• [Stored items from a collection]
══════════

//! Input half of the sensor bus.

use embedded_hal::digital::InputPin;

/// Where the bus pull-up comes from.
#[derive(Clone, Copy, Debug, PartialEq, Eq)]
#[cfg_attr(feature = "defmt", derive(defmt::Format))]
pub enum Pull {
    /// Enable the MCU's internal pull-up on the input pin.
    Internal,
    /// A resistor on the board pulls the line up.
    External,
}

/// An input pin that can raise an interrupt on falling edges.
///
/// embedded-hal has no interrupt trait, so HAL pins are wrapped in a small
/// adapter. The interrupt handler itself calls
/// [`Capture::on_falling_edge`](crate::Capture::on_falling_edge).
///
/// ```ignore
/// impl EdgeInput for DhtInput<'_> {
///     fn set_pull(&mut self, pull: Pull) -> Result<(), Self::Error> {
///         let pull = match pull {
///             Pull::Internal => esp_hal::gpio::Pull::Up,
///             Pull::External => esp_hal::gpio::Pull::None,
///         };
///         self.0.apply_input_config(&InputConfig::default().with_pull(pull));
///         Ok(())
///     }
///
///     fn listen_falling_edge(&mut self) -> Result<(), Self::Error> {
///         self.0.listen(Event::FallingEdge);
///         Ok(())
///     }
///
///     fn unlisten(&mut self) -> Result<(), Self::Error> {
///         self.0.unlisten();
///         Ok(())
///     }
/// }
/// ```
pub trait EdgeInput: InputPin {
    fn set_pull(&mut self, pull: Pull) -> Result<(), Self::Error>;

    fn listen_falling_edge(&mut self) -> Result<(), Self::Error>;

    fn unlisten(&mut self) -> Result<(), Self::Error>;
}
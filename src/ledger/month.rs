use std::{fmt, str::FromStr};

use chrono::{Datelike, NaiveDate};
use serde::{Deserialize, Serialize};

/// A calendar month, rendered as `YYYY-MM`.
#[derive(Debug, Clone, Copy, PartialEq, Eq, PartialOrd, Ord, Hash)]
pub struct YearMonth {
    year: i32,
    month: u32,
}

impl YearMonth {
    pub fn new(year: i32, month: u32) -> Option<Self> {
        (1..=12).contains(&month).then_some(Self { year, month })
    }

    pub fn of(date: NaiveDate) -> Self {
        Self {
            year: date.year(),
            month: date.month(),
        }
    }

    pub fn year(&self) -> i32 {
        self.year
    }

    pub fn month(&self) -> u32 {
        self.month
    }

    pub fn next(&self) -> Self {
        if self.month == 12 {
            Self {
                year: self.year + 1,
                month: 1,
            }
        } else {
            Self {
                year: self.year,
                month: self.month + 1,
            }
        }
    }

    pub fn contains(&self, date: NaiveDate) -> bool {
        date.year() == self.year && date.month() == self.month
    }

    /// Months from `start` through `end`, inclusive. Empty when `start > end`.
    pub fn range_inclusive(start: YearMonth, end: YearMonth) -> Vec<YearMonth> {
        let mut months = Vec::new();
        let mut cursor = start;
        while cursor <= end {
            months.push(cursor);
            cursor = cursor.next();
        }
        months
    }
}

impl fmt::Display for YearMonth {
    fn fmt(&self, f: &mut fmt::Formatter<'_>) -> fmt::Result {
        write!(f, "{:04}-{:02}", self.year, self.month)
    }
}

impl FromStr for YearMonth {
    type Err = String;

    fn from_str(value: &str) -> Result<Self, Self::Err> {
        let invalid = || format!("`{value}` is not a YYYY-MM month");
        let (year, month) = value.trim().split_once('-').ok_or_else(invalid)?;
        if year.len() != 4 || month.len() != 2 {
            return Err(invalid());
        }
        let year: i32 = year.parse().map_err(|_| invalid())?;
        let month: u32 = month.parse().map_err(|_| invalid())?;
        YearMonth::new(year, month).ok_or_else(invalid)
    }
}

impl Serialize for YearMonth {
    fn serialize<S: serde::Serializer>(&self, serializer: S) -> Result<S::Ok, S::Error> {
        serializer.collect_str(self)
    }
}

impl<'de> Deserialize<'de> for YearMonth {
    fn deserialize<D: serde::Deserializer<'de>>(deserializer: D) -> Result<Self, D::Error> {
        let raw = String::deserialize(deserializer)?;
        raw.parse().map_err(serde::de::Error::custom)
    }
}

#[cfg(test)]
mod tests {
    use super::*;

    #[test]
    fn parses_and_formats() {
        let month: YearMonth = "2026-02".parse().unwrap();
        assert_eq!(month.year(), 2026);
        assert_eq!(month.month(), 2);
        assert_eq!(month.to_string(), "2026-02");
    }

    #[test]
    fn rejects_malformed_months() {
        for raw in ["2026-13", "2026-2", "26-02", "2026/02", "all", ""] {
            assert!(raw.parse::<YearMonth>().is_err(), "{raw} should fail");
        }
    }

    #[test]
    fn range_crosses_year_boundary() {
        let start = YearMonth::new(2025, 11).unwrap();
        let end = YearMonth::new(2026, 2).unwrap();
        let labels: Vec<String> = YearMonth::range_inclusive(start, end)
            .iter()
            .map(ToString::to_string)
            .collect();
        assert_eq!(labels, ["2025-11", "2025-12", "2026-01", "2026-02"]);
        assert!(YearMonth::range_inclusive(end, start).is_empty());
    }
}
use std::collections::BTreeMap;

use serde::{Deserialize, Serialize};

/// Monthly spending limit per expense-category key.
pub type BudgetMap = BTreeMap<String, f64>;

pub const WARNING_THRESHOLD_PERCENT: f64 = 70.0;
pub const DANGER_THRESHOLD_PERCENT: f64 = 90.0;

/// Severity band for a budget's utilization.
#[derive(Debug, Clone, Copy, Serialize, Deserialize, PartialEq, Eq)]
#[serde(rename_all = "lowercase")]
pub enum BudgetTier {
    Normal,
    Warning,
    Danger,
}

impl BudgetTier {
    pub fn for_percentage(percentage: f64) -> Self {
        if percentage >= DANGER_THRESHOLD_PERCENT {
            BudgetTier::Danger
        } else if percentage >= WARNING_THRESHOLD_PERCENT {
            BudgetTier::Warning
        } else {
            BudgetTier::Normal
        }
    }
}

/// Spent-versus-limit for one budgeted category in one month.
#[derive(Debug, Clone, Serialize, Deserialize, PartialEq)]
pub struct BudgetProgress {
    pub category: String,
    pub label: String,
    pub spent: f64,
    pub limit: f64,
    /// `spent / limit * 100`, not clamped.
    pub percentage: f64,
    pub tier: BudgetTier,
}

impl BudgetProgress {
    /// Progress bar width in percent, clamped to 100.
    pub fn bar_width(&self) -> f64 {
        self.percentage.min(100.0)
    }

    pub fn remaining(&self) -> f64 {
        self.limit - self.spent
    }

    pub fn is_over_budget(&self) -> bool {
        self.spent > self.limit
    }
}
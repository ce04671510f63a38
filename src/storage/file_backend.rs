use std::{
    fs::{self, File},
    io::{self, Write},
    path::{Path, PathBuf},
};

use crate::errors::StorageError;

use super::{KeyValueStore, Result};

const ENTRY_EXTENSION: &str = "json";
const TMP_SUFFIX: &str = "tmp";

/// Key-value store keeping one file per key inside a directory.
#[derive(Debug, Clone)]
pub struct FileStore {
    root: PathBuf,
}

impl FileStore {
    pub fn new(root: impl Into<PathBuf>) -> Result<Self> {
        let root = root.into();
        fs::create_dir_all(&root)?;
        Ok(Self { root })
    }

    pub fn root(&self) -> &Path {
        &self.root
    }

    pub fn entry_path(&self, key: &str) -> Result<PathBuf> {
        validate_key(key)?;
        Ok(self.root.join(format!("{key}.{ENTRY_EXTENSION}")))
    }
}

impl KeyValueStore for FileStore {
    fn get(&self, key: &str) -> Result<Option<Vec<u8>>> {
        let path = self.entry_path(key)?;
        match fs::read(&path) {
            Ok(bytes) => Ok(Some(bytes)),
            Err(err) if err.kind() == io::ErrorKind::NotFound => Ok(None),
            Err(err) => Err(err.into()),
        }
    }

    fn set(&mut self, key: &str, value: &[u8]) -> Result<()> {
        let path = self.entry_path(key)?;
        write_file_atomic(&path, value)?;
        tracing::debug!(key, bytes = value.len(), "wrote store entry");
        Ok(())
    }

    fn remove(&mut self, key: &str) -> Result<()> {
        let path = self.entry_path(key)?;
        match fs::remove_file(path) {
            Ok(()) => Ok(()),
            Err(err) if err.kind() == io::ErrorKind::NotFound => Ok(()),
            Err(err) => Err(err.into()),
        }
    }

    fn keys(&self) -> Result<Vec<String>> {
        let mut keys = Vec::new();
        for entry in fs::read_dir(&self.root)? {
            let path = entry?.path();
            if path.extension().and_then(|ext| ext.to_str()) != Some(ENTRY_EXTENSION) {
                continue;
            }
            let Some(stem) = path.file_stem().and_then(|stem| stem.to_str()) else {
                continue;
            };
            if validate_key(stem).is_ok() {
                keys.push(stem.to_string());
            }
        }
        keys.sort();
        Ok(keys)
    }

    fn entry_size(&self, key: &str) -> Result<u64> {
        let path = self.entry_path(key)?;
        match fs::metadata(path) {
            Ok(meta) => Ok(key.len() as u64 + meta.len()),
            Err(err) if err.kind() == io::ErrorKind::NotFound => Ok(0),
            Err(err) => Err(err.into()),
        }
    }
}

/// Keys become file names, so only ASCII letters, digits, `_` and `-` are allowed.
fn validate_key(key: &str) -> Result<()> {
    let valid = !key.is_empty()
        && key
            .chars()
            .all(|c| c.is_ascii_alphanumeric() || matches!(c, '_' | '-'));
    if valid {
        Ok(())
    } else {
        Err(StorageError::InvalidKey(key.to_string()))
    }
}

fn tmp_path(path: &Path) -> PathBuf {
    let mut tmp = path.to_path_buf();
    let ext = match path.extension().and_then(|ext| ext.to_str()) {
        Some(existing) => format!("{existing}.{TMP_SUFFIX}"),
        None => TMP_SUFFIX.to_string(),
    };
    tmp.set_extension(ext);
    tmp
}

/// Stages `data` next to `path` and renames it into place.
pub(crate) fn write_file_atomic(path: &Path, data: &[u8]) -> io::Result<()> {
    if let Some(parent) = path.parent() {
        fs::create_dir_all(parent)?;
    }
    let tmp = tmp_path(path);
    let mut file = File::create(&tmp)?;
    file.write_all(data)?;
    file.sync_all()?;
    fs::rename(&tmp, path)
}

#[cfg(test)]
mod tests {
    use super::*;
    use tempfile::TempDir;

    fn store_with_temp_dir() -> (FileStore, TempDir) {
        let temp = TempDir::new().expect("temp dir");
        let store = FileStore::new(temp.path().join("store")).expect("file store");
        (store, temp)
    }

    #[test]
    fn set_get_remove_roundtrip() {
        let (mut store, _guard) = store_with_temp_dir();
        assert_eq!(store.get("bucks2bar_data").unwrap(), None);

        store.set("bucks2bar_data", b"[1,2,3]").unwrap();
        assert_eq!(
            store.get("bucks2bar_data").unwrap().as_deref(),
            Some(&b"[1,2,3]"[..])
        );
        assert_eq!(store.keys().unwrap(), ["bucks2bar_data"]);

        store.remove("bucks2bar_data").unwrap();
        assert_eq!(store.get("bucks2bar_data").unwrap(), None);
        store.remove("bucks2bar_data").expect("removing twice is fine");
    }

    #[test]
    fn no_temp_files_left_behind() {
        let (mut store, _guard) = store_with_temp_dir();
        store.set("prefs", b"true").unwrap();
        store.set("prefs", b"false").unwrap();
        let names: Vec<_> = fs::read_dir(store.root())
            .unwrap()
            .map(|entry| entry.unwrap().file_name().into_string().unwrap())
            .collect();
        assert_eq!(names, ["prefs.json"]);
    }

    #[test]
    fn bytes_used_counts_keys_and_values() {
        let (mut store, _guard) = store_with_temp_dir();
        store.set("a", b"1234").unwrap();
        store.set("bb", b"12").unwrap();
        assert_eq!(store.bytes_used().unwrap(), 1 + 4 + 2 + 2);
    }

    #[test]
    fn rejects_path_like_keys() {
        let (mut store, _guard) = store_with_temp_dir();
        let err = store.set("../escape", b"x").unwrap_err();
        assert!(matches!(err, StorageError::InvalidKey(_)), "{err:?}");
    }
}
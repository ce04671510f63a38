use std::result::Result as StdResult;

use thiserror::Error;

/// Unified error type for the tracker core, storage and import layers.
#[derive(Debug, Error)]
pub enum TrackerError {
    #[error("Validation failed: {0}")]
    Validation(String),
    #[error("Invalid input: {0}")]
    InvalidInput(String),
    #[error("Format error: {0}")]
    Format(String),
    #[error("Transaction not found: {0}")]
    NotFound(String),
    #[error("Category not found: {0}")]
    CategoryNotFound(String),
    #[error("Persistence error: {0}")]
    Storage(#[from] StorageError),
    #[error("Configuration error: {0}")]
    Config(String),
}

pub type Result<T> = StdResult<T, TrackerError>;

/// Failures raised by the key-value persistence layer.
#[derive(Debug, Error)]
pub enum StorageError {
    #[error("IO error: {0}")]
    Io(#[from] std::io::Error),
    #[error("Serialization error: {0}")]
    Serde(#[from] serde_json::Error),
    #[error("storage quota exceeded: {needed} bytes needed, {quota} bytes available")]
    QuotaExceeded { needed: u64, quota: u64 },
    #[error("stored record `{0}` is corrupt")]
    Corrupt(String),
    #[error("stored record uses unsupported schema version {0}")]
    UnsupportedVersion(String),
    #[error("invalid storage key `{0}`")]
    InvalidKey(String),
}

impl From<std::io::Error> for TrackerError {
    fn from(err: std::io::Error) -> Self {
        TrackerError::Storage(StorageError::Io(err))
    }
}

impl From<serde_json::Error> for TrackerError {
    fn from(err: serde_json::Error) -> Self {
        TrackerError::Storage(StorageError::Serde(err))
    }
}

impl TrackerError {
    /// Persistence failures do not roll back the in-memory mutation that preceded them.
    pub fn is_storage(&self) -> bool {
        matches!(self, TrackerError::Storage(_))
    }
}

══════════

• [YOUR INSTRUCTIONS] Take every line above that includes the string "PartialEq" and return it.

• [EXPECTED OUTPUT]
#[derive(Clone, Copy, Debug, PartialEq, Eq)]
#[derive(Debug, Clone, Copy, PartialEq, Eq, PartialOrd, Ord, Hash)]
#[derive(Debug, Clone, Copy, Serialize, Deserialize, PartialEq, Eq)]
#[derive(Debug, Clone, Serialize, Deserialize, PartialEq)]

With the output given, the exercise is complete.